- YOUR INSTRUCTIONS
The reply should consist of every entry, repeated exactly.

- INFORMATION PROVIDED

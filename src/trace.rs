//! Operation contexts.
//!
//! An [`Operation`] is threaded through every lifecycle and attach call. It
//! carries a short id for log correlation, a [`tracing::Span`], a cancellation
//! token, and an optional deadline. Children inherit cancellation and never
//! outlive their parent's deadline.
//!
//! ```rust,ignore
//! let op = Operation::new("commit handle");
//! let _t = op.begin("power on");
//! let props = op.bounded(vm.properties()).await?;
//! ```

use std::fmt;
use std::future::Future;

use tokio::time::{Duration, Instant};
use tokio_util::sync::CancellationToken;
use tracing::{debug, Span};

/// Why an operation stopped waiting.
#[derive(Debug, Clone, Copy, PartialEq, Eq)]
pub enum Cause {
    /// The operation (or an ancestor) was cancelled.
    Cancelled,
    /// The operation's deadline passed.
    DeadlineExceeded,
}

impl fmt::Display for Cause {
    fn fmt(&self, f: &mut fmt::Formatter<'_>) -> fmt::Result {
        match self {
            Self::Cancelled => write!(f, "context canceled"),
            Self::DeadlineExceeded => write!(f, "context deadline exceeded"),
        }
    }
}

/// Named, cancellable, deadline-bearing trace context.
#[derive(Debug, Clone)]
pub struct Operation {
    id: String,
    name: String,
    span: Span,
    token: CancellationToken,
    deadline: Option<Instant>,
}

impl Operation {
    /// Creates a root operation.
    pub fn new(name: impl Into<String>) -> Self {
        let name = name.into();
        let id = short_id();
        let span = tracing::info_span!("op", id = %id, name = %name);
        Self {
            id,
            name,
            span,
            token: CancellationToken::new(),
            deadline: None,
        }
    }

    /// Creates a child that inherits cancellation and deadline.
    #[must_use]
    pub fn child(&self, name: impl Into<String>) -> Self {
        let name = name.into();
        let id = format!("{}.{}", self.id, &short_id()[..4]);
        let span = tracing::info_span!(parent: &self.span, "op", id = %id, name = %name);
        Self {
            id,
            name,
            span,
            token: self.token.child_token(),
            deadline: self.deadline,
        }
    }

    /// Creates a child whose deadline is at most `timeout` from now.
    #[must_use]
    pub fn with_timeout(&self, timeout: Duration) -> Self {
        let mut child = self.child(format!("{} (timeout {timeout:?})", self.name));
        let deadline = Instant::now() + timeout;
        child.deadline = Some(match self.deadline {
            Some(parent) if parent < deadline => parent,
            _ => deadline,
        });
        child
    }

    /// Operation id used in log lines.
    #[must_use]
    pub fn id(&self) -> &str {
        &self.id
    }

    /// Operation name.
    #[must_use]
    pub fn name(&self) -> &str {
        &self.name
    }

    /// Tracing span for this operation.
    #[must_use]
    pub fn span(&self) -> &Span {
        &self.span
    }

    /// Deadline, if any.
    #[must_use]
    pub fn deadline(&self) -> Option<Instant> {
        self.deadline
    }

    /// Cancels this operation and all of its children.
    pub fn cancel(&self) {
        self.token.cancel();
    }

    /// Returns the reason the operation is finished, if it is.
    #[must_use]
    pub fn err(&self) -> Option<Cause> {
        if self.token.is_cancelled() {
            return Some(Cause::Cancelled);
        }
        match self.deadline {
            Some(deadline) if Instant::now() >= deadline => Some(Cause::DeadlineExceeded),
            _ => None,
        }
    }

    /// Resolves once the operation is cancelled or its deadline passes.
    pub async fn done(&self) -> Cause {
        match self.deadline {
            Some(deadline) => tokio::select! {
                _ = self.token.cancelled() => Cause::Cancelled,
                _ = tokio::time::sleep_until(deadline) => Cause::DeadlineExceeded,
            },
            None => {
                self.token.cancelled().await;
                Cause::Cancelled
            }
        }
    }

    /// Runs `fut` until it completes or the operation is done.
    pub async fn bounded<F: Future>(&self, fut: F) -> Result<F::Output, Cause> {
        if let Some(cause) = self.err() {
            return Err(cause);
        }
        tokio::select! {
            biased;
            out = fut => Ok(out),
            cause = self.done() => Err(cause),
        }
    }

    /// Logs `[BEGIN] msg` now and `[ END ] msg` when the guard drops.
    #[must_use = "the END line is logged when the guard drops"]
    pub fn begin(&self, msg: impl Into<String>) -> TraceGuard {
        let msg = msg.into();
        debug!(op = %self.id, "[BEGIN] {msg}");
        TraceGuard {
            op: self.id.clone(),
            msg,
            started: Instant::now(),
        }
    }
}

/// Guard returned by [`Operation::begin`].
#[derive(Debug)]
pub struct TraceGuard {
    op: String,
    msg: String,
    started: Instant,
}

impl Drop for TraceGuard {
    fn drop(&mut self) {
        debug!(op = %self.op, "[ END ] [{:?}] {}", self.started.elapsed(), self.msg);
    }
}

fn short_id() -> String {
    let mut id = uuid::Uuid::new_v4().simple().to_string();
    id.truncate(8);
    id
}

- OUTPUT BELOW
filename src/trace.rs
//! Operation contexts.
//!
//! An [`Operation`] is threaded through every lifecycle and attach call. It
//! carries a short id for log correlation, a [`tracing::Span`], a cancellation
//! token, and an optional deadline. Children inherit cancellation and never
//! outlive their parent's deadline.
//!
//! ```rust,ignore
//! let op = Operation::new("commit handle");
//! let _t = op.begin("power on");
//! let props = op.bounded(vm.properties()).await?;
//! ```

use std::fmt;
use std::future::Future;

use tokio::time::{Duration, Instant};
use tokio_util::sync::CancellationToken;
use tracing::{debug, Span};

/// Why an operation stopped waiting.
#[derive(Debug, Clone, Copy, PartialEq, Eq)]
pub enum Cause {
    /// The operation (or an ancestor) was cancelled.
    Cancelled,
    /// The operation's deadline passed.
    DeadlineExceeded,
}

impl fmt::Display for Cause {
    fn fmt(&self, f: &mut fmt::Formatter<'_>) -> fmt::Result {
        match self {
            Self::Cancelled => write!(f, "context canceled"),
            Self::DeadlineExceeded => write!(f, "context deadline exceeded"),
        }
    }
}

/// Named, cancellable, deadline-bearing trace context.
#[derive(Debug, Clone)]
pub struct Operation {
    id: String,
    name: String,
    span: Span,
    token: CancellationToken,
    deadline: Option<Instant>,
}

impl Operation {
    /// Creates a root operation.
    pub fn new(name: impl Into<String>) -> Self {
        let name = name.into();
        let id = short_id();
        let span = tracing::info_span!("op", id = %id, name = %name);
        Self {
            id,
            name,
            span,
            token: CancellationToken::new(),
            deadline: None,
        }
    }

    /// Creates a child that inherits cancellation and deadline.
    #[must_use]
    pub fn child(&self, name: impl Into<String>) -> Self {
        let name = name.into();
        let id = format!("{}.{}", self.id, &short_id()[..4]);
        let span = tracing::info_span!(parent: &self.span, "op", id = %id, name = %name);
        Self {
            id,
            name,
            span,
            token: self.token.child_token(),
            deadline: self.deadline,
        }
    }

    /// Creates a child whose deadline is at most `timeout` from now.
    #[must_use]
    pub fn with_timeout(&self, timeout: Duration) -> Self {
        let mut child = self.child(format!("{} (timeout {timeout:?})", self.name));
        let deadline = Instant::now() + timeout;
        child.deadline = Some(match self.deadline {
            Some(parent) if parent < deadline => parent,
            _ => deadline,
        });
        child
    }

    /// Operation id used in log lines.
    #[must_use]
    pub fn id(&self) -> &str {
        &self.id
    }

    /// Operation name.
    #[must_use]
    pub fn name(&self) -> &str {
        &self.name
    }

    /// Tracing span for this operation.
    #[must_use]
    pub fn span(&self) -> &Span {
        &self.span
    }

    /// Deadline, if any.
    #[must_use]
    pub fn deadline(&self) -> Option<Instant> {
        self.deadline
    }

    /// Cancels this operation and all of its children.
    pub fn cancel(&self) {
        self.token.cancel();
    }

    /// Returns the reason the operation is finished, if it is.
    #[must_use]
    pub fn err(&self) -> Option<Cause> {
        if self.token.is_cancelled() {
            return Some(Cause::Cancelled);
        }
        match self.deadline {
            Some(deadline) if Instant::now() >= deadline => Some(Cause::DeadlineExceeded),
            _ => None,
        }
    }

    /// Resolves once the operation is cancelled or its deadline passes.
    pub async fn done(&self) -> Cause {
        match self.deadline {
            Some(deadline) => tokio::select! {
                _ = self.token.cancelled() => Cause::Cancelled,
                _ = tokio::time::sleep_until(deadline) => Cause::DeadlineExceeded,
            },
            None => {
                self.token.cancelled().await;
                Cause::Cancelled
            }
        }
    }

    /// Runs `fut` until it completes or the operation is done.
    pub async fn bounded<F: Future>(&self, fut: F) -> Result<F::Output, Cause> {
        if let Some(cause) = self.err() {
            return Err(cause);
        }
        tokio::select! {
            biased;
            out = fut => Ok(out),
            cause = self.done() => Err(cause),
        }
    }

    /// Logs `[BEGIN] msg` now and `[ END ] msg` when the guard drops.
    #[must_use = "the END line is logged when the guard drops"]
    pub fn begin(&self, msg: impl Into<String>) -> TraceGuard {
        let msg = msg.into();
        debug!(op = %self.id, "[BEGIN] {msg}");
        TraceGuard {
            op: self.id.clone(),
            msg,
            started: Instant::now(),
        }
    }
}

/// Guard returned by [`Operation::begin`].
#[derive(Debug)]
pub struct TraceGuard {
    op: String,
    msg: String,
    started: Instant,
}

impl Drop for TraceGuard {
    fn drop(&mut self) {
        debug!(op = %self.op, "[ END ] [{:?}] {}", self.started.elapsed(), self.msg);
    }
}

fn short_id() -> String {
    let mut id = uuid::Uuid::new_v4().simple().to_string();
    id.truncate(8);
    id
}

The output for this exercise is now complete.